2) Eagles offense: Fear the birds' attack! The most difficult offenses for defenses to stop are the ones loaded with explosive playmakers who have complementary skills that fit together like a jigsaw puzzle.

Enter the Eagles, who have assembled a 12 personnel package (1 RB, 2 TEs and 2 WRs) that could create headaches for defensive coordinators around the league. The two-tight end set featuring Zach Ertz and Dallas Goedert, with DeSean Jackson and Jalen Reagor at receiver and Miles Sanders at running back, has 40-burger potential. The quintet not only features speed at every position but each player is an interchangeable part with the capacity to play multiple roles in the game plan. For instance, Ertz and Goedert are really jumbo receivers with the size, athleticism and pass-catching skills to torment linebackers or defensive backs in space. Both are capable of playing in the slot or out wide in spread or empty sets.

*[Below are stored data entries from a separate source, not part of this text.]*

// ── Command routing ──
//
// Maps each command onto daemon API calls or host operations. Routing never
// touches the store: it returns the confirmed result plus the store update
// that reflects it, and the queue applies that update through the writer.

use std::sync::Arc;

use tracing::debug;
use zerofly_api::{DaemonClient, NetworkConfigUpdate};

use super::{Command, CommandResult};
use crate::error::CoreError;
use crate::host::{HostOutcome, ServiceController};
use crate::model::{InterfaceState, Network, NetworkFlags, NetworkId};
use crate::store::DataStore;
use crate::store::writer::StoreUpdate;

/// What a command needs to reach the outside world.
pub(crate) struct RouteContext {
    pub(crate) client: DaemonClient,
    pub(crate) service: Arc<ServiceController>,
    pub(crate) store: Arc<DataStore>,
}

/// A confirmed command outcome and its optimistic model update.
#[derive(Debug)]
pub(crate) struct Routed {
    pub(crate) result: CommandResult,
    pub(crate) update: Option<StoreUpdate>,
}

impl Routed {
    fn unchanged() -> Self {
        Self {
            result: CommandResult::Unchanged,
            update: None,
        }
    }
}

pub(crate) async fn route_command(ctx: &RouteContext, command: &Command) -> Result<Routed, CoreError> {
    match command {
        // ── Membership ───────────────────────────────────────────────
        Command::JoinNetwork(id) => {
            if ctx.store.network(id).is_some() {
                debug!(network = %id, "already a member");
                return Ok(Routed::unchanged());
            }
            let network = Network::try_from(
                ctx.client
                    .join_network(id.as_str())
                    .await
                    .map_err(|e| network_error(e, id))?,
            )?;
            Ok(Routed {
                result: CommandResult::Network(network.clone()),
                update: Some(StoreUpdate::NetworkUpserted(network)),
            })
        }

        Command::LeaveNetwork(id) => {
            // DELETE succeeds for networks that were never joined, so ask first.
            ctx.client
                .get_network(id.as_str())
                .await
                .map_err(|e| network_error(e, id))?;
            ctx.client
                .leave_network(id.as_str())
                .await
                .map_err(|e| network_error(e, id))?;
            Ok(Routed {
                result: CommandResult::Applied,
                update: Some(StoreUpdate::NetworkRemoved(id.clone())),
            })
        }

        // ── Per-network settings ─────────────────────────────────────
        Command::SetNetworkInterfaceUp { network, up } => {
            let current = current_network(ctx, network).await?;
            let interface =
                current
                    .port_device_name
                    .clone()
                    .ok_or_else(|| CoreError::OperationFailed {
                        message: format!("network {network} has no host interface yet"),
                    })?;

            let outcome = ctx.service.set_interface_up(&interface, *up).await?;
            Ok(Routed {
                result: host_result(outcome),
                update: Some(StoreUpdate::InterfaceSet {
                    network: network.clone(),
                    state: InterfaceState::from_up(*up),
                }),
            })
        }

        Command::SetNetworkFlags { network, flags } => {
            set_network_flags(ctx, network, *flags).await
        }

        // ── Service ──────────────────────────────────────────────────
        Command::SetServiceRunning(running) => {
            let outcome = ctx.service.set_running(*running).await?;
            Ok(service_routed(ctx, outcome).await)
        }

        Command::SetServiceEnabled(enabled) => {
            let outcome = ctx.service.set_enabled(*enabled).await?;
            Ok(service_routed(ctx, outcome).await)
        }
    }
}

async fn set_network_flags(
    ctx: &RouteContext,
    id: &NetworkId,
    flags: NetworkFlags,
) -> Result<Routed, CoreError> {
    if flags.is_empty() {
        return Err(CoreError::ValidationFailed {
            message: "no network setting to change".into(),
        });
    }

    // POST on an unknown id would join it; require membership first.
    let current = current_network(ctx, id).await?;
    if !flags.differs_from(&current) {
        return Ok(Routed::unchanged());
    }

    let update = NetworkConfigUpdate::from(flags);
    let network = Network::try_from(
        ctx.client
            .update_network(id.as_str(), &update)
            .await
            .map_err(|e| network_error(e, id))?,
    )?;
    Ok(Routed {
        result: CommandResult::Network(network.clone()),
        update: Some(StoreUpdate::NetworkUpserted(network)),
    })
}

/// The store's copy of a network, or the daemon's when the store has not
/// seen it yet.
async fn current_network(ctx: &RouteContext, id: &NetworkId) -> Result<Arc<Network>, CoreError> {
    if let Some(network) = ctx.store.network(id) {
        return Ok(network);
    }
    let info = ctx
        .client
        .get_network(id.as_str())
        .await
        .map_err(|e| network_error(e, id))?;
    Ok(Arc::new(Network::try_from(info)?))
}

/// Re-read the unit after a service change so the model gets both fields.
async fn service_routed(ctx: &RouteContext, outcome: HostOutcome) -> Routed {
    let update = match ctx.service.unit_state().await {
        Ok(state) => Some(StoreUpdate::Service(state)),
        Err(e) => {
            debug!(error = %e, "could not re-read service state");
            None
        }
    };
    Routed {
        result: host_result(outcome),
        update,
    }
}

fn host_result(outcome: HostOutcome) -> CommandResult {
    match outcome {
        HostOutcome::Applied => CommandResult::Applied,
        HostOutcome::Unchanged => CommandResult::Unchanged,
    }
}

/// Name 404s after the network rather than the request path.
fn network_error(err: zerofly_api::Error, id: &NetworkId) -> CoreError {
    if err.is_not_found() {
        CoreError::NotFound {
            identifier: format!("network {id}"),
        }
    } else {
        err.into()
    }
}
// Network membership endpoints
//
// Joining and updating share one endpoint: `POST /network/{id}` creates the
// membership if absent and applies whatever settings the body carries.

use serde_json::json;
use tracing::debug;

use crate::client::DaemonClient;
use crate::error::Error;
use crate::models::{NetworkConfigUpdate, NetworkInfo};

impl DaemonClient {
    /// List joined networks.
    ///
    /// `GET /network`
    pub async fn list_networks(&self) -> Result<Vec<NetworkInfo>, Error> {
        debug!("listing networks");
        self.get("network").await
    }

    /// Fetch a single joined network. Unknown ids yield [`Error::NotFound`].
    ///
    /// `GET /network/{id}`
    pub async fn get_network(&self, id: &str) -> Result<NetworkInfo, Error> {
        debug!(network = id, "fetching network");
        self.get(&format!("network/{id}")).await
    }

    /// Join a network.
    ///
    /// `POST /network/{id}` with an empty object
    pub async fn join_network(&self, id: &str) -> Result<NetworkInfo, Error> {
        debug!(network = id, "joining network");
        self.post(&format!("network/{id}"), &json!({})).await
    }

    /// Change per-network settings (`allowDefault`, `allowDNS`, ...).
    ///
    /// `POST /network/{id}` with only the changed flags
    pub async fn update_network(
        &self,
        id: &str,
        update: &NetworkConfigUpdate,
    ) -> Result<NetworkInfo, Error> {
        debug!(network = id, ?update, "updating network settings");
        self.post(&format!("network/{id}"), update).await
    }

    /// Leave a network.
    ///
    /// `DELETE /network/{id}`
    pub async fn leave_network(&self, id: &str) -> Result<(), Error> {
        debug!(network = id, "leaving network");
        self.delete(&format!("network/{id}")).await
    }
}
mod change;
pub(crate) mod collection;
mod data_store;
mod refresh;
pub(crate) mod writer;

pub use change::{Change, ChangeSet};
pub use data_store::{DataStore, ModelSnapshot};
pub(crate) use refresh::RefreshSnapshot;
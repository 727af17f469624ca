// ── Domain model ──
//
// Canonical types the rest of the workspace works with. Raw daemon payloads
// are converted into these in `convert.rs`; nothing here does I/O.

pub mod binding;
pub mod health;
pub mod network;
pub mod network_id;
pub mod node;
pub mod peer;

pub use binding::{InterfaceBinding, InterfaceState};
pub use health::{DaemonHealth, ServiceStatus, ServiceUnitState};
pub use network::{Network, NetworkFlags, NetworkStatus, NetworkType, Route, UNKNOWN_NAME};
pub use network_id::NetworkId;
pub use node::Node;
pub use peer::{Path, Peer, PeerRole};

Jackson and Reagor, the team's first-round pick in this year's draft, are speedsters with big-play potential as vertical stretch receivers or as catch-and-run specialists working from the slot on bubble screens and crossing routes. Sanders completes the puzzle as an electric jitterbug with playmaking ability as a runner and receiver.

The plethora of options at Doug Pederson's disposal is apparent when you study the All-22 Coaches Film. The Eagles can create mismatches all over the field with their clever formations and personnel deployment. Moreover, they can play chess against defensive coordinators with their spread and empty formations.

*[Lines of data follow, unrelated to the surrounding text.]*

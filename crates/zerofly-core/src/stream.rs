// ── Reactive entity streams ──
//
// Per-collection views and the change-set stream handed to consumers.

use std::pin::Pin;
use std::sync::Arc;
use std::task::{Context, Poll};

use futures_core::Stream;
use tokio::sync::{broadcast, watch};
use tokio_stream::wrappers::BroadcastStream;
use tokio_stream::wrappers::errors::BroadcastStreamRecvError;

use crate::store::ChangeSet;

/// Live view of one entity collection, addressed by the key the store uses
/// for it (network id, peer address).
///
/// Used to wait for an entity to reach a state that only a later poll can
/// reveal, such as a joined network receiving its config.
pub struct EntityStream<T: Send + Sync + 'static> {
    receiver: watch::Receiver<Arc<Vec<Arc<T>>>>,
    key_of: fn(&T) -> &str,
}

impl<T: Send + Sync + 'static> EntityStream<T> {
    pub(crate) fn new(receiver: watch::Receiver<Arc<Vec<Arc<T>>>>, key_of: fn(&T) -> &str) -> Self {
        Self { receiver, key_of }
    }

    /// Latest published collection, ordered by key.
    pub fn current(&self) -> Arc<Vec<Arc<T>>> {
        self.receiver.borrow().clone()
    }

    pub fn get(&self, key: &str) -> Option<Arc<T>> {
        find(&self.receiver.borrow(), self.key_of, key)
    }

    /// Wait for the next publish. `None` once the store is gone.
    pub async fn changed(&mut self) -> Option<Arc<Vec<Arc<T>>>> {
        self.receiver.changed().await.ok()?;
        Some(self.receiver.borrow_and_update().clone())
    }

    /// Resolve with the entity under `key` as soon as it exists and
    /// satisfies `ready`, checking the current collection first. `None` once
    /// the store is gone.
    pub async fn wait_for(
        &mut self,
        key: &str,
        mut ready: impl FnMut(&T) -> bool,
    ) -> Option<Arc<T>> {
        let key_of = self.key_of;
        let items = self
            .receiver
            .wait_for(|items| find(items, key_of, key).is_some_and(|e| ready(e.as_ref())))
            .await
            .ok()?;
        find(&items, key_of, key)
    }
}

fn find<T>(items: &[Arc<T>], key_of: fn(&T) -> &str, key: &str) -> Option<Arc<T>> {
    items.iter().find(|e| key_of(e) == key).cloned()
}

/// `Stream` of change sets. Lagging subscribers skip what they missed
/// instead of failing; the model snapshot is always available to catch up.
pub struct ChangeStream {
    inner: BroadcastStream<Arc<ChangeSet>>,
}

impl ChangeStream {
    pub(crate) fn new(receiver: broadcast::Receiver<Arc<ChangeSet>>) -> Self {
        Self {
            inner: BroadcastStream::new(receiver),
        }
    }
}

impl Stream for ChangeStream {
    type Item = Arc<ChangeSet>;

    fn poll_next(mut self: Pin<&mut Self>, cx: &mut Context<'_>) -> Poll<Option<Self::Item>> {
        loop {
            match Pin::new(&mut self.inner).poll_next(cx) {
                Poll::Ready(Some(Err(BroadcastStreamRecvError::Lagged(skipped)))) => {
                    tracing::debug!(skipped, "change subscriber lagged");
                }
                Poll::Ready(Some(Ok(changes))) => return Poll::Ready(Some(changes)),
                Poll::Ready(None) => return Poll::Ready(None),
                Poll::Pending => return Poll::Pending,
            }
        }
    }
}

#[cfg(test)]
#[allow(clippy::unwrap_used)]
mod tests {
    use futures_util::StreamExt;

    use super::*;
    use crate::store::Change;

    #[tokio::test]
    async fn change_stream_skips_lag() {
        let (tx, rx) = broadcast::channel(1);
        let mut stream = ChangeStream::new(rx);

        for address in ["aaaaaaaaaa", "bbbbbbbbbb"] {
            tx.send(Arc::new(ChangeSet {
                peers: vec![Change::Added {
                    key: address.to_string(),
                }],
                ..Default::default()
            }))
            .unwrap();
        }
        drop(tx);

        let got = stream.next().await.unwrap();
        assert_eq!(got.peers[0].key(), "bbbbbbbbbb");
        assert!(stream.next().await.is_none());
    }

    struct Item {
        key: String,
        settled: bool,
    }

    fn items(entries: &[(&str, bool)]) -> Arc<Vec<Arc<Item>>> {
        Arc::new(
            entries
                .iter()
                .map(|(key, settled)| {
                    Arc::new(Item {
                        key: (*key).to_owned(),
                        settled: *settled,
                    })
                })
                .collect(),
        )
    }

    #[tokio::test]
    async fn wait_for_resolves_on_a_later_publish() {
        let (tx, rx) = watch::channel(items(&[("a", false)]));
        let mut stream = EntityStream::new(rx, |i| i.key.as_str());
        assert!(stream.get("a").is_some());
        assert!(stream.get("b").is_none());

        let waiter = tokio::spawn(async move { stream.wait_for("b", |i| i.settled).await });
        tx.send_replace(items(&[("a", true), ("b", false)]));
        tokio::task::yield_now().await;
        assert!(!waiter.is_finished());

        tx.send_replace(items(&[("a", true), ("b", true)]));
        let found = waiter.await.unwrap().unwrap();
        assert_eq!(found.key, "b");
        assert!(found.settled);
    }

    #[tokio::test]
    async fn wait_for_checks_current_state_and_ends_with_the_store() {
        let (tx, rx) = watch::channel(items(&[("a", true)]));
        let mut stream = EntityStream::new(rx, |i| i.key.as_str());
        assert!(stream.wait_for("a", |i| i.settled).await.is_some());

        drop(tx);
        assert!(stream.wait_for("missing", |_| true).await.is_none());
        assert!(stream.changed().await.is_none());
    }
}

"We can get mismatches on the field no matter what," Goedert said, via the team's official website. "If they play base (personnel), it's either going to be a safety and a linebacker on us or if we get both safeties (in coverage), the running back gets a linebacker (in a matchup) and there's nobody deep for DeSean. So being able to have us both, if they put in nickel (an extra cornerback), we can run the ball. And then they're short in the run game. There are so many different things that we can do, so many things that both of us bring to the table and we can cause a little bit of nightmares for defensive coordinators."

I have to agree with the third-year tight end's sentiments. The interchangeability of the Eagles' 12 personnel package will create migraines for defensive coaches around the league. And with Pederson expressing optimism about Pro Bowl wide receiver Alshon Jeffery (foot surgery) returning to the lineup in the near future, the team's shape-shifting package in two-TE sets could soon get another boost.


The Bolts upgraded at QB by letting a legend walk. The Los Angeles Chargers are a better team with Tyrod Taylor at quarterback. This statement isn't a slight to the team's QB1 of the future, rookie Justin Herbert, but it is an acknowledgment that the understated veteran is a significant improvement over his predecessor at the position, Philip Rivers. Despite Rivers' Hall of Fame-worthy resume, his gunslinger approach and reckless playing style prevented the Bolts from reaching their potential last season.

With the silly mistakes and careless turnovers (23 giveaways), Rivers' suspect ball security played a major role in the Chargers' 2-9 record in games decided by seven points or fewer in 2019. Taylor is on the opposite end of the spectrum as a steady QB with a conservative playing style. He has 25 giveaways (20 interceptions, five fumbles lost) in his nine-year career (46 starts) with an interception percentage (1.5%) that ranks as one of the lowest in NFL history.

Sure, he might miss out on some of the big plays Rivers -- who signed with the Colts this offseason after 16 years with the Chargers -- was able to convert by taking chances, but given the impact of turnovers on the outcome of games, I believe Taylor's ability to take care of the ball makes him a better fit for a Los Angeles team looking to get back into the playoffs after a highly disappointing 5-11 season.